══ SOURCE MATERIAL

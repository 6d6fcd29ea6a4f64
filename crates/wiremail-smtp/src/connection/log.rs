//! Bounded record of raw protocol lines.

use std::collections::VecDeque;

/// Default number of retained entries.
pub const DEFAULT_LOG_SIZE: usize = 64;

/// FIFO of raw request and response lines, oldest first.
///
/// Once `capacity` entries are held, each new entry evicts the oldest.
/// A capacity of zero retains nothing.
#[derive(Debug, Clone, PartialEq, Eq)]
pub struct TransactionLog {
    entries: VecDeque<String>,
    capacity: usize,
}

impl TransactionLog {
    /// Creates an empty log holding at most `capacity` entries.
    #[must_use]
    pub fn new(capacity: usize) -> Self {
        Self {
            entries: VecDeque::with_capacity(capacity.min(DEFAULT_LOG_SIZE)),
            capacity,
        }
    }

    /// Appends an entry, evicting the oldest ones if needed.
    pub fn push(&mut self, entry: impl Into<String>) {
        if self.capacity == 0 {
            return;
        }
        while self.entries.len() >= self.capacity {
            self.entries.pop_front();
        }
        self.entries.push_back(entry.into());
    }

    /// Changes the capacity, dropping the oldest entries that no longer fit.
    pub fn set_capacity(&mut self, capacity: usize) {
        self.capacity = capacity;
        while self.entries.len() > capacity {
            self.entries.pop_front();
        }
    }

    /// Returns the capacity.
    #[must_use]
    pub const fn capacity(&self) -> usize {
        self.capacity
    }

    /// Iterates over entries, oldest first.
    pub fn entries(&self) -> impl Iterator<Item = &str> {
        self.entries.iter().map(String::as_str)
    }

    /// Returns the number of held entries.
    #[must_use]
    pub fn len(&self) -> usize {
        self.entries.len()
    }

    /// Returns true if nothing is held.
    #[must_use]
    pub fn is_empty(&self) -> bool {
        self.entries.is_empty()
    }

    /// Removes every entry.
    pub fn clear(&mut self) {
        self.entries.clear();
    }

    /// Returns every entry concatenated, oldest first.
    #[must_use]
    pub fn concat(&self) -> String {
        self.entries.iter().map(String::as_str).collect()
    }
}

impl Default for TransactionLog {
    fn default() -> Self {
        Self::new(DEFAULT_LOG_SIZE)
    }
}

#[cfg(test)]
mod tests {
    use super::*;

    #[test]
    fn test_evicts_oldest() {
        let mut log = TransactionLog::new(2);
        log.push("EHLO a\r\n");
        log.push("250 ok\r\n");
        log.push("QUIT\r\n");
        assert_eq!(log.entries().collect::<Vec<_>>(), ["250 ok\r\n", "QUIT\r\n"]);
        assert_eq!(log.concat(), "250 ok\r\nQUIT\r\n");
    }

    #[test]
    fn test_zero_capacity_retains_nothing() {
        let mut log = TransactionLog::new(0);
        log.push("EHLO a\r\n");
        assert!(log.is_empty());
        assert_eq!(log.concat(), "");
    }

    #[test]
    fn test_shrink_and_clear() {
        let mut log = TransactionLog::default();
        assert_eq!(log.capacity(), DEFAULT_LOG_SIZE);
        for i in 0..10 {
            log.push(format!("{i}"));
        }
        log.set_capacity(3);
        assert_eq!(log.concat(), "789");
        log.clear();
        assert_eq!(log.len(), 0);
    }
}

════

## TASK DIRECTIONS
Where does the string "usize" appear in the records? Copy every line that holds it.

## WRITTEN RESPONSE
pub const DEFAULT_LOG_SIZE: usize = 64;
    capacity: usize,
    pub fn new(capacity: usize) -> Self {
    pub fn set_capacity(&mut self, capacity: usize) {
    pub const fn capacity(&self) -> usize {
    pub fn len(&self) -> usize {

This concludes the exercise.